The result, he explains, is a series of ‘episodic meditations’ on people’s relationship to God and to each other. Yet also it contains those similarly ecstatic moments that so mystify unbelievers in all religions. ‘The idea of the Qur’an as the perfect uncorrupted word of God’, he writes, ‘is, for Muslims, strengthened by the fact that Muhammad was illiterate, a condition that possesses the same emotional charge in the Islamic tradition that Mary’s virginity does in Christian belief: it is both ­evidence of a divine miracle and an expression of the Prophet’s personal purity.’

It was Muslims, of course, who preserved the texts of Greek philosophy while medieval Christianity was stoking the fires of the Inquisition. It was thanks to the Arabs that the Renaissance – the Western rebirth of learning, of science and philosophy – and the later Enlightenment, with its renewed emphasis on rational thought, were even possible. In two chapters devoted to Islam, Malik teases out the ethical ramifications of the religion and of its different sects, of its legalistic and its mystical wings, of rationalist Shia insistence on human responsibility and free will and their denial of predestination. Mediation between these traditions in Islam has been the preserve of legal scholars who were concerned with ‘moral action and religious duty rather than individual flourishing and human happiness’, Malik writes.

This finds its echo in the deontological branch of Enlightenment ethics, most especially in Kant, who placed duty above sentiment as the driver of morality. Kant is also seen as the poster boy for Enlightenment freedom, his words Sapare aude! (Dare to know!) its catchphrase. Malik’s narrative is idiosyncratic, however, and that is part of its charm. Rather than Kant, it is Spinoza, not one of the usual suspects, who was ‘arguably the philosopher who more than most has shaped modern thinking about freedom and equality and the possibility of a secular morality’.

Spinoza saw evil rooted not in some external demon-figure, capable of capturing the human soul, but in our own ignorance. Wisdom, he thought, brought knowledge of the human condition: that we love and hate, not by choice, but as a result of historical accident, chance association and previous conditioning.
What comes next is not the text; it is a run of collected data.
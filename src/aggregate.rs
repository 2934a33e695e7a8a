//! Fixed-width time bucketing and per-column reductions.

use std::collections::HashSet;
use std::ops::Range;
use std::str::FromStr;

use serde::{Deserialize, Serialize};
use thiserror::Error;
use tracing::{debug, info};

use crate::ingest::LABEL_COLUMN;
use crate::table::{ColumnData, FlowColumn, FlowTable};
use crate::time_index::IndexedBatch;

pub const BENIGN_LABEL: &str = "benign";
pub const BENIGN_CLASS: f64 = 1.0;
pub const NON_BENIGN_CLASS: f64 = -1.0;

#[derive(Debug, Error, PartialEq, Eq)]
pub enum AggregateError {
    #[error("bucket frequency must be positive, got {0}ms")]
    InvalidFrequency(i64),
    #[error("unknown reduction: {0}")]
    UnknownReduction(String),
}

/// How one column collapses into a bucket value. Every variant is total over an empty
/// bucket and yields [`Reduction::empty_default`] there.
#[derive(Debug, Clone, PartialEq, Serialize, Deserialize)]
#[serde(rename_all = "snake_case")]
pub enum Reduction {
    Sum,
    Mean,
    /// Records whose value is present and non-zero (non-empty for text).
    Count,
    #[serde(rename = "nunique")]
    NUnique,
    Min,
    Max,
    First,
    Last,
    Median,
    /// Sample standard deviation; a single value yields 0.
    Std,
    /// `1` when every record in the bucket is labeled benign, `-1` otherwise.
    BenignConsensus,
    Safe {
        inner: Box<Reduction>,
        default: f64,
    },
}

impl Reduction {
    pub fn safe(inner: Reduction, default: f64) -> Self {
        Self::Safe {
            inner: Box::new(inner),
            default,
        }
    }

    pub fn empty_default(&self) -> f64 {
        match self {
            Self::Safe { default, .. } => *default,
            Self::BenignConsensus => BENIGN_CLASS,
            _ => 0.0,
        }
    }

    fn reduce(&self, column: &ColumnData, rows: Range<usize>) -> f64 {
        if rows.is_empty() {
            return self.empty_default();
        }

        match self {
            Self::Safe { inner, .. } => inner.reduce(column, rows),
            Self::Count => rows.filter(|&row| is_truthy(column, row)).count() as f64,
            Self::NUnique => distinct_count(column, rows) as f64,
            Self::BenignConsensus => {
                if rows.clone().all(|row| column.text_at(row) == Some(BENIGN_LABEL)) {
                    BENIGN_CLASS
                } else {
                    NON_BENIGN_CLASS
                }
            }
            numeric => {
                let values: Vec<f64> = rows
                    .filter_map(|row| column.numeric_at(row))
                    .filter(|value| value.is_finite())
                    .collect();
                numeric.reduce_values(&values)
            }
        }
    }

    fn reduce_values(&self, values: &[f64]) -> f64 {
        let (Some(&first), Some(&last)) = (values.first(), values.last()) else {
            return 0.0;
        };
        match self {
            Self::Sum => values.iter().sum(),
            Self::Mean => mean(values),
            Self::Min => values.iter().copied().fold(f64::INFINITY, f64::min),
            Self::Max => values.iter().copied().fold(f64::NEG_INFINITY, f64::max),
            Self::First => first,
            Self::Last => last,
            Self::Median => median(values),
            Self::Std => sample_std(values),
            _ => 0.0,
        }
    }
}

impl FromStr for Reduction {
    type Err = AggregateError;

    fn from_str(input: &str) -> Result<Self, Self::Err> {
        match input.trim().to_ascii_lowercase().as_str() {
            "sum" => Ok(Self::Sum),
            "mean" => Ok(Self::Mean),
            "count" => Ok(Self::Count),
            "nunique" => Ok(Self::NUnique),
            "min" => Ok(Self::Min),
            "max" => Ok(Self::Max),
            "first" => Ok(Self::First),
            "last" => Ok(Self::Last),
            "median" => Ok(Self::Median),
            "std" => Ok(Self::Std),
            "benign_consensus" => Ok(Self::BenignConsensus),
            other => Err(AggregateError::UnknownReduction(other.to_string())),
        }
    }
}

#[derive(Debug, Clone, PartialEq, Serialize, Deserialize)]
pub struct PolicyEntry {
    pub column: String,
    pub reduction: Reduction,
}

/// Ordered column-to-reduction map. Entry order is the aggregated column order.
#[derive(Debug, Clone, Default, PartialEq, Serialize, Deserialize)]
#[serde(transparent)]
pub struct AggregationPolicy {
    entries: Vec<PolicyEntry>,
}

impl AggregationPolicy {
    pub fn new() -> Self {
        Self::default()
    }

    pub fn from_pairs<'a>(pairs: impl IntoIterator<Item = (&'a str, Reduction)>) -> Self {
        let mut policy = Self::new();
        for (column, reduction) in pairs {
            policy.insert(column, reduction);
        }
        policy
    }

    /// Sets the reduction for `column`, keeping its position when already present.
    pub fn insert(&mut self, column: &str, reduction: Reduction) {
        match self.entries.iter_mut().find(|entry| entry.column == column) {
            Some(entry) => entry.reduction = reduction,
            None => self.entries.push(PolicyEntry {
                column: column.to_string(),
                reduction,
            }),
        }
    }

    pub fn remove(&mut self, column: &str) -> Option<Reduction> {
        let position = self.entries.iter().position(|entry| entry.column == column)?;
        Some(self.entries.remove(position).reduction)
    }

    pub fn get(&self, column: &str) -> Option<&Reduction> {
        self.entries
            .iter()
            .find(|entry| entry.column == column)
            .map(|entry| &entry.reduction)
    }

    pub fn contains(&self, column: &str) -> bool {
        self.get(column).is_some()
    }

    pub fn entries(&self) -> &[PolicyEntry] {
        &self.entries
    }

    pub fn len(&self) -> usize {
        self.entries.len()
    }

    pub fn is_empty(&self) -> bool {
        self.entries.is_empty()
    }
}

#[derive(Debug, Clone, Copy, Default, PartialEq, Eq)]
pub struct AggregateReport {
    pub buckets: usize,
    pub empty_buckets: usize,
}

/// Resamples `batch` into contiguous `frequency_ms` buckets aligned to the Unix epoch and
/// reduces every policy column per bucket. With `include_labels` a `label` column is
/// derived by [`Reduction::BenignConsensus`]; `policy` itself is left untouched.
pub fn aggregate(
    batch: &IndexedBatch,
    frequency_ms: i64,
    policy: &AggregationPolicy,
    include_labels: bool,
) -> Result<(FlowTable, AggregateReport), AggregateError> {
    if frequency_ms <= 0 {
        return Err(AggregateError::InvalidFrequency(frequency_ms));
    }

    let mut policy = policy.clone();
    if include_labels {
        policy.insert(LABEL_COLUMN, Reduction::BenignConsensus);
    }

    let (starts, ranges) = bucket_ranges(batch.index(), frequency_ms);
    let records = batch.records();
    let absent = ColumnData::Numeric(vec![None; records.len()]);

    let mut columns = Vec::with_capacity(policy.len());
    for entry in policy.entries() {
        let source = match records.column(&entry.column) {
            Some(source) => source,
            None => {
                debug!(
                    component = "aggregate",
                    event = "aggregate.column_missing",
                    column = %entry.column,
                    reduction = ?entry.reduction
                );
                &absent
            }
        };
        columns.push(FlowColumn {
            name: entry.column.clone(),
            values: ranges
                .iter()
                .map(|rows| entry.reduction.reduce(source, rows.clone()))
                .collect(),
        });
    }

    let report = AggregateReport {
        buckets: ranges.len(),
        empty_buckets: ranges.iter().filter(|rows| rows.is_empty()).count(),
    };
    info!(
        component = "aggregate",
        event = "aggregate.finish",
        frequency_ms,
        records = batch.len(),
        buckets = report.buckets,
        empty_buckets = report.empty_buckets,
        columns = columns.len(),
        include_labels
    );

    Ok((FlowTable::from_parts(starts, columns), report))
}

/// Bucket starts from the first to the last occupied bucket, with the row range of each.
fn bucket_ranges(index: &[i64], frequency_ms: i64) -> (Vec<i64>, Vec<Range<usize>>) {
    let (Some(&first_ts), Some(&last_ts)) = (index.first(), index.last()) else {
        return (Vec::new(), Vec::new());
    };
    let first = first_ts.div_euclid(frequency_ms) * frequency_ms;
    let last = last_ts.div_euclid(frequency_ms) * frequency_ms;
    let bucket_count = ((last - first) / frequency_ms) as usize + 1;

    let mut starts = Vec::with_capacity(bucket_count);
    let mut ranges = Vec::with_capacity(bucket_count);
    let mut cursor = 0;
    for bucket in 0..bucket_count {
        let start = first + bucket as i64 * frequency_ms;
        let end = start.saturating_add(frequency_ms);
        let begin = cursor;
        while cursor < index.len() && index[cursor] < end {
            cursor += 1;
        }
        starts.push(start);
        ranges.push(begin..cursor);
    }
    (starts, ranges)
}

fn is_truthy(column: &ColumnData, row: usize) -> bool {
    match column {
        ColumnData::Text(_) => column.text_at(row).is_some_and(|text| !text.is_empty()),
        ColumnData::Numeric(_) => column
            .numeric_at(row)
            .is_some_and(|value| value != 0.0 && !value.is_nan()),
    }
}

fn distinct_count(column: &ColumnData, rows: Range<usize>) -> usize {
    match column {
        ColumnData::Text(_) => rows
            .filter_map(|row| column.text_at(row))
            .collect::<HashSet<_>>()
            .len(),
        ColumnData::Numeric(_) => rows
            .filter_map(|row| column.numeric_at(row))
            .filter(|value| !value.is_nan())
            // +0.0 normalizes -0.0 so both zeros count once.
            .map(|value| (value + 0.0).to_bits())
            .collect::<HashSet<_>>()
            .len(),
    }
}

pub(crate) fn mean(values: &[f64]) -> f64 {
    values.iter().sum::<f64>() / values.len() as f64
}

pub(crate) fn sample_std(values: &[f64]) -> f64 {
    if values.len() < 2 {
        return 0.0;
    }
    let mean = mean(values);
    let variance = values
        .iter()
        .map(|v| {
            let d = *v - mean;
            d * d
        })
        .sum::<f64>()
        / (values.len() - 1) as f64;
    variance.sqrt()
}

fn median(values: &[f64]) -> f64 {
    let mut sorted = values.to_vec();
    sorted.sort_by(f64::total_cmp);
    let mid = sorted.len() / 2;
    if sorted.len() % 2 == 0 {
        (sorted[mid - 1] + sorted[mid]) / 2.0
    } else {
        sorted[mid]
    }
}
//! Flow-record aggregation and feature engineering.
//!
//! Implemented scope:
//! - CSV capture loading with label and unit request-rate tagging
//! - timestamp indexing, destination subnet filtering and protocol indicators
//! - fixed-width bucketing with per-column reductions and conservative bucket labels
//! - bucket-level ratio features and trailing wall-clock rolling statistics
//! - schema alignment and time-ordered merging of two prepared captures

mod aggregate;
mod features;
mod ingest;
mod observability;
mod pipeline;
mod raw_features;
mod reconcile;
mod rolling;
mod span;
mod table;
mod time_index;

pub use aggregate::{
    aggregate, AggregateError, AggregateReport, AggregationPolicy, PolicyEntry, Reduction,
    BENIGN_CLASS, BENIGN_LABEL, NON_BENIGN_CLASS,
};
pub use features::{
    apply_rule, engineer_features, engineered_features, Fallback, FeatureRule, Formula,
    CROSS_FEATURES, DROPPED_PORT_COLUMNS, DST_PORT, FRACTION_FEATURES, PORT_RATIO_FEATURES,
    SRC_PORT,
};
pub use ingest::{load_records, read_records, IngestError, LABEL_COLUMN, REQUESTS_RATE_COLUMN};
pub use observability::{
    init_logging, logging_config_from_env, logging_config_from_lookup, LogFormat, LoggingConfig,
    LoggingInitError, LOG_FORMAT_ENV, LOG_LEVEL_ENV, LOG_TARGET_ENV,
};
pub use pipeline::{prepare_dataset, PrepareConfig, PrepareError, PrepareReport};
pub use raw_features::{
    derive_raw_features, with_raw_features, BWD_AVG_SEGMENT_SIZE, BWD_PACKETS_COUNT,
    BWD_TOTAL_PAYLOAD_BYTES,
};
pub use reconcile::{align_columns, combine_datasets};
pub use rolling::{
    engineer_rolling_features, rolling_values, with_rolling_features, RollingRule, RollingStat,
    ROLLING_RULES,
};
pub use span::{parse_span, Span, SpanError};
pub use table::{numeric_form, Column, ColumnData, FlowColumn, FlowTable, RecordBatch, TableError};
pub use time_index::{
    encode_protocol, filter_destination_subnet, index_records, parse_timestamp, IndexError,
    IndexReport, IndexedBatch, DEFAULT_SUBNET_PREFIX, DST_IP_COLUMN, PROTOCOL_COLUMN,
};
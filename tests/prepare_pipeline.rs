use std::io::Write;

use flowprep::{
    load_records, prepare_dataset, AggregationPolicy, Column, FlowTable, IndexError,
    PrepareConfig, PrepareError, RecordBatch, Reduction, BWD_AVG_SEGMENT_SIZE,
};
use tempfile::NamedTempFile;

const START_MS: i64 = 1_704_067_200_000; // 2024-01-01T00:00:00Z

fn ts(offsets: &[&str]) -> Column {
    Column::text(
        "timestamp",
        offsets.iter().map(|offset| format!("2024-01-01 00:00:{offset}")),
    )
}

fn unit_rates(rows: usize) -> Column {
    Column::numeric("requests_rate", std::iter::repeat(1.0).take(rows))
}

fn batch(columns: Vec<Column>) -> RecordBatch {
    RecordBatch::from_columns(columns).expect("test columns share a length")
}

fn prepare(
    batch: &RecordBatch,
    policy: &AggregationPolicy,
    cfg: &PrepareConfig,
) -> (FlowTable, flowprep::PrepareReport) {
    prepare_dataset(batch, policy, cfg).expect("prepare should succeed")
}

#[test]
fn sub_second_records_collapse_into_one_bucket_with_pre_aggregation_segment_size() {
    let batch = batch(vec![
        ts(&["00.2", "00.8"]),
        Column::numeric("bwd_total_payload_bytes", [300.0, 90.0]),
        Column::numeric("bwd_packets_count", [2.0, 2.0]),
        Column::numeric("packets_count", [5.0, 3.0]),
        unit_rates(2),
    ]);
    let policy = AggregationPolicy::from_pairs([
        ("bwd_total_payload_bytes", Reduction::Sum),
        ("bwd_packets_count", Reduction::Sum),
        ("packets_count", Reduction::Sum),
        (BWD_AVG_SEGMENT_SIZE, Reduction::Mean),
        ("requests_rate", Reduction::Sum),
    ]);

    let (table, report) = prepare(&batch, &policy, &PrepareConfig::default());

    assert_eq!(table.index(), &[START_MS]);
    assert_eq!(report.buckets, 1);
    assert_eq!(report.empty_buckets, 0);
    assert_eq!(table.column("bwd_total_payload_bytes").unwrap(), &[390.0]);
    assert_eq!(table.column("bwd_packets_count").unwrap(), &[4.0]);
    assert_eq!(table.column("packets_count").unwrap(), &[8.0]);
    assert_eq!(table.column("requests_rate").unwrap(), &[2.0]);
    // Mean of 300/3 and 90/3, not 390/(4+1).
    assert_eq!(table.column(BWD_AVG_SEGMENT_SIZE).unwrap(), &[65.0]);
    assert_eq!(table.column("rolling_packets_mean_5s").unwrap(), &[8.0]);
}

#[test]
fn subnet_filter_controls_outside_destinations() {
    let batch = batch(vec![
        ts(&["00", "00.5"]),
        Column::text("dst_ip", ["192.168.1.10", "10.0.0.7"]),
        unit_rates(2),
    ]);
    let policy = AggregationPolicy::from_pairs([("requests_rate", Reduction::Sum)]);

    let filtered_cfg = PrepareConfig {
        filter_subnet: true,
        ..PrepareConfig::default()
    };
    let (filtered, filtered_report) = prepare(&batch, &policy, &filtered_cfg);
    assert_eq!(filtered.column("requests_rate").unwrap(), &[1.0]);
    assert_eq!(filtered_report.filtered_out, 1);

    let (unfiltered, unfiltered_report) = prepare(&batch, &policy, &PrepareConfig::default());
    assert_eq!(unfiltered.column("requests_rate").unwrap(), &[2.0]);
    assert_eq!(unfiltered_report.filtered_out, 0);
}

#[test]
fn protocol_indicator_counts_non_reference_rows_per_bucket() {
    let batch = batch(vec![
        ts(&["00.1", "00.4", "00.9", "01.2", "01.5"]),
        Column::text("protocol", ["TCP", "UDP", "TCP", "UDP", "UDP"]),
        unit_rates(5),
    ]);
    let policy = AggregationPolicy::from_pairs([("requests_rate", Reduction::Sum)]);

    let (table, report) = prepare(&batch, &policy, &PrepareConfig::default());

    assert_eq!(report.indicator_columns, vec!["protocol_UDP".to_string()]);
    assert_eq!(table.column("protocol_UDP").unwrap(), &[1.0, 2.0]);
    assert!(!table.has_column("protocol_TCP"));
    assert!(!table.has_column("protocol"));
    assert!(!policy.contains("protocol_UDP"));
}

#[test]
fn empty_buckets_are_kept_with_reduction_defaults() {
    let batch = batch(vec![
        ts(&["00.1", "03.9"]),
        Column::numeric("packets_count", [4.0, 6.0]),
        Column::numeric("bytes_rate", [2.0, 3.0]),
        unit_rates(2),
    ]);
    let policy = AggregationPolicy::from_pairs([
        ("packets_count", Reduction::Max),
        ("requests_rate", Reduction::Sum),
        ("bytes_rate", Reduction::safe(Reduction::Max, -1.0)),
    ]);

    let (table, report) = prepare(&batch, &policy, &PrepareConfig::default());

    assert_eq!(
        table.index(),
        &[START_MS, START_MS + 1_000, START_MS + 2_000, START_MS + 3_000]
    );
    assert_eq!(report.empty_buckets, 2);
    assert_eq!(table.column("packets_count").unwrap(), &[4.0, 0.0, 0.0, 6.0]);
    assert_eq!(table.column("requests_rate").unwrap(), &[1.0, 0.0, 0.0, 1.0]);
    assert_eq!(table.column("bytes_rate").unwrap(), &[2.0, -1.0, -1.0, 3.0]);

    let wide_cfg = PrepareConfig {
        frequency: "2s".to_string(),
        ..PrepareConfig::default()
    };
    let (wide, _) = prepare(&batch, &policy, &wide_cfg);
    assert_eq!(wide.index(), &[START_MS, START_MS + 2_000]);
    assert_eq!(wide.column("requests_rate").unwrap(), &[1.0, 1.0]);
}

#[test]
fn bucket_labels_are_conservative() {
    let batch = batch(vec![
        ts(&["00.1", "00.5", "01.2", "01.7", "03.0"]),
        Column::text(
            "label",
            ["benign", "portscan", "benign", "benign", "portscan"],
        ),
        unit_rates(5),
    ]);
    let policy = AggregationPolicy::from_pairs([("requests_rate", Reduction::Sum)]);
    let cfg = PrepareConfig {
        include_labels: true,
        ..PrepareConfig::default()
    };

    let (table, _) = prepare(&batch, &policy, &cfg);

    assert_eq!(table.column("label").unwrap(), &[-1.0, 1.0, 1.0, -1.0]);
    assert!(!policy.contains("label"));

    let (unlabeled, _) = prepare(&batch, &policy, &PrepareConfig::default());
    assert!(!unlabeled.has_column("label"));
}

#[test]
fn missing_optional_inputs_yield_zero_fractions_and_no_port_ratios() {
    let batch = batch(vec![ts(&["00", "01"]), unit_rates(2)]);
    let policy = AggregationPolicy::from_pairs([("requests_rate", Reduction::Sum)]);

    let (table, _) = prepare(&batch, &policy, &PrepareConfig::default());

    for name in [
        "fwd_packet_fraction",
        "frac_syn",
        "frac_rst",
        "header_to_payload_ratio",
        "rolling_syn_5s",
        "rolling_packets_mean_5s",
        "rolling_bytes_rate_std_5s",
    ] {
        assert_eq!(table.column(name).unwrap(), &[0.0, 0.0], "column {name}");
    }
    assert!(!table.has_column("unique_src_port_ratio"));
    assert!(!table.has_column("requests_rate_src_port"));
}

#[test]
fn missing_timestamp_column_is_a_hard_failure() {
    let batch = batch(vec![unit_rates(3)]);

    let err = prepare_dataset(&batch, &AggregationPolicy::new(), &PrepareConfig::default())
        .expect_err("timestamp column is required");

    assert!(matches!(
        err,
        PrepareError::Index(IndexError::MissingTimestampColumn(ref column)) if column == "timestamp"
    ));
}

#[test]
fn reruns_are_bit_identical() {
    let batch = batch(vec![
        ts(&["00.3", "00.1", "02.2", "05.9", "06.1"]),
        Column::numeric("packets_count", [3.0, 7.0, 1.0, 9.0, 2.0]),
        Column::numeric("bytes_rate", [1.5, 2.25, 0.1, 7.0, 3.3]),
        Column::numeric("syn_flag_counts", [1.0, 0.0, 2.0, 1.0, 1.0]),
        Column::numeric("protocol", [6.0, 17.0, 6.0, 1.0, 17.0]),
        unit_rates(5),
    ]);
    let policy = AggregationPolicy::from_pairs([
        ("packets_count", Reduction::Sum),
        ("bytes_rate", Reduction::Mean),
        ("syn_flag_counts", Reduction::Sum),
        ("requests_rate", Reduction::Sum),
    ]);

    let (first, first_report) = prepare(&batch, &policy, &PrepareConfig::default());
    let (second, second_report) = prepare(&batch, &policy, &PrepareConfig::default());

    assert_eq!(first_report, second_report);
    assert_eq!(first.column_names(), second.column_names());
    assert_eq!(first.index(), second.index());
    for (left, right) in first.columns().iter().zip(second.columns()) {
        let left_bits: Vec<u64> = left.values.iter().map(|v| v.to_bits()).collect();
        let right_bits: Vec<u64> = right.values.iter().map(|v| v.to_bits()).collect();
        assert_eq!(left_bits, right_bits, "column {}", left.name);
    }
    // Numeric protocol codes: 1 is the reference.
    assert_eq!(
        first_report.indicator_columns,
        vec!["protocol_6".to_string(), "protocol_17".to_string()]
    );
}

#[test]
fn json_policy_and_config_drive_port_ratios() {
    let policy: AggregationPolicy = serde_json::from_str(
        r#"[
            {"column": "requests_rate", "reduction": "sum"},
            {"column": "src_port", "reduction": "nunique"},
            {"column": "dst_port", "reduction": "nunique"}
        ]"#,
    )
    .expect("policy json should parse");
    let cfg: PrepareConfig =
        serde_json::from_str(r#"{"frequency": "2s", "window": "10s"}"#).expect("config json");

    let batch = batch(vec![
        ts(&["00.1", "00.6", "01.4"]),
        Column::numeric("src_port", [1000.0, 1001.0, 1000.0]),
        Column::numeric("dst_port", [80.0, 80.0, 80.0]),
        unit_rates(3),
    ]);

    let (table, _) = prepare(&batch, &policy, &cfg);

    assert_eq!(table.index(), &[START_MS]);
    assert_eq!(table.column("unique_src_port_ratio").unwrap(), &[0.5]);
    assert_eq!(table.column("unique_dst_port_ratio").unwrap(), &[0.25]);
    assert!(!table.has_column("src_port"));
    assert!(!table.has_column("dst_port"));
    assert!(table.has_column("rolling_syn_10s"));
}

#[test]
fn csv_capture_prepares_end_to_end() {
    let mut file = NamedTempFile::new().expect("temp file should be created");
    write!(
        file,
        "timestamp,dst_ip,protocol,packets_count,fwd_packets_count,syn_flag_counts\n\
         2024-01-01 00:00:00.2,192.168.0.4,TCP,4,3,1\n\
         2024-01-01 00:00:00.6,192.168.0.4,UDP,5,2,0\n\
         2024-01-01 00:00:01.1,192.168.0.9,TCP,9,4,2\n"
    )
    .expect("csv should be written");

    let records = load_records(file.path(), "benign").expect("csv should load");
    let policy = AggregationPolicy::from_pairs([
        ("packets_count", Reduction::Sum),
        ("fwd_packets_count", Reduction::Sum),
        ("syn_flag_counts", Reduction::Sum),
        ("requests_rate", Reduction::Sum),
    ]);
    let cfg = PrepareConfig {
        include_labels: true,
        filter_subnet: true,
        ..PrepareConfig::default()
    };

    let (table, report) = prepare(&records, &policy, &cfg);

    assert_eq!(report.input_records, 3);
    assert_eq!(report.filtered_out, 0);
    assert_eq!(
        table.column_names(),
        vec![
            "packets_count",
            "fwd_packets_count",
            "syn_flag_counts",
            "requests_rate",
            "protocol_UDP",
            "label",
            "fwd_packet_fraction",
            "frac_syn",
            "frac_rst",
            "header_to_payload_ratio",
            "rolling_syn_5s",
            "rolling_packets_mean_5s",
            "rolling_bytes_rate_std_5s",
        ]
    );
    assert_eq!(table.column("requests_rate").unwrap(), &[2.0, 1.0]);
    assert_eq!(table.column("protocol_UDP").unwrap(), &[1.0, 0.0]);
    assert_eq!(table.column("label").unwrap(), &[1.0, 1.0]);
    assert_eq!(table.column("fwd_packet_fraction").unwrap(), &[0.5, 0.4]);
    assert_eq!(table.column("frac_syn").unwrap(), &[0.1, 0.2]);
    assert_eq!(table.column("rolling_syn_5s").unwrap(), &[1.0, 3.0]);
    assert_eq!(table.column("rolling_packets_mean_5s").unwrap(), &[9.0, 9.0]);
    assert_eq!(report.schema_fingerprint, table.schema_fingerprint());
}

#[test]
fn out_of_range_epochs_are_dropped_not_bucketed() {
    let batch = batch(vec![
        Column::text("timestamp", ["1e30", "2024-01-01 00:00:01.5"]),
        unit_rates(2),
    ]);
    let policy = AggregationPolicy::from_pairs([("requests_rate", Reduction::Sum)]);

    let (table, report) = prepare(&batch, &policy, &PrepareConfig::default());

    assert_eq!(report.unparsable_timestamps, 1);
    assert_eq!(table.index(), &[START_MS + 1_000]);
    assert_eq!(table.column("requests_rate").unwrap(), &[1.0]);

    let only_bad = self::batch(vec![Column::text("timestamp", ["1e30"]), unit_rates(1)]);
    let (empty, report) = prepare(&only_bad, &policy, &PrepareConfig::default());
    assert!(empty.is_empty());
    assert_eq!(report.buckets, 0);
}

#[test]
fn nan_protocol_cells_in_a_capture_are_missing_categories() {
    let mut file = NamedTempFile::new().expect("temp file should be created");
    write!(
        file,
        "timestamp,protocol\n\
         2024-01-01 00:00:00.1,6\n\
         2024-01-01 00:00:00.2,NaN\n\
         2024-01-01 00:00:00.3,NaN\n\
         2024-01-01 00:00:00.4,17\n"
    )
    .expect("csv should be written");

    let records = load_records(file.path(), "benign").expect("csv should load");
    let policy = AggregationPolicy::from_pairs([("requests_rate", Reduction::Sum)]);

    let (table, report) = prepare(&records, &policy, &PrepareConfig::default());

    assert_eq!(report.indicator_columns, vec!["protocol_17".to_string()]);
    assert_eq!(table.column("protocol_17").unwrap(), &[1.0]);
    assert!(!table.has_column("protocol_NaN"));
    assert_eq!(table.column("requests_rate").unwrap(), &[4.0]);
}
Like Buddhists, though it is unlikely he read their texts, Spinoza believed that blaming ­others and ourselves was pointless if actions are part of a vast, interconnected system of necessity.

How did this pop out of the Judeo-Christian tradition? And where does freedom come in? ‘The importance of Spinoza lies not in his claim that things cannot be otherwise’, Malik writes, ‘but in his belief that the human condition can be rationally understood and that out of this understanding emerge the tools with which we can transform ourselves.’ Cognitive behavioural therapy avant la lettre.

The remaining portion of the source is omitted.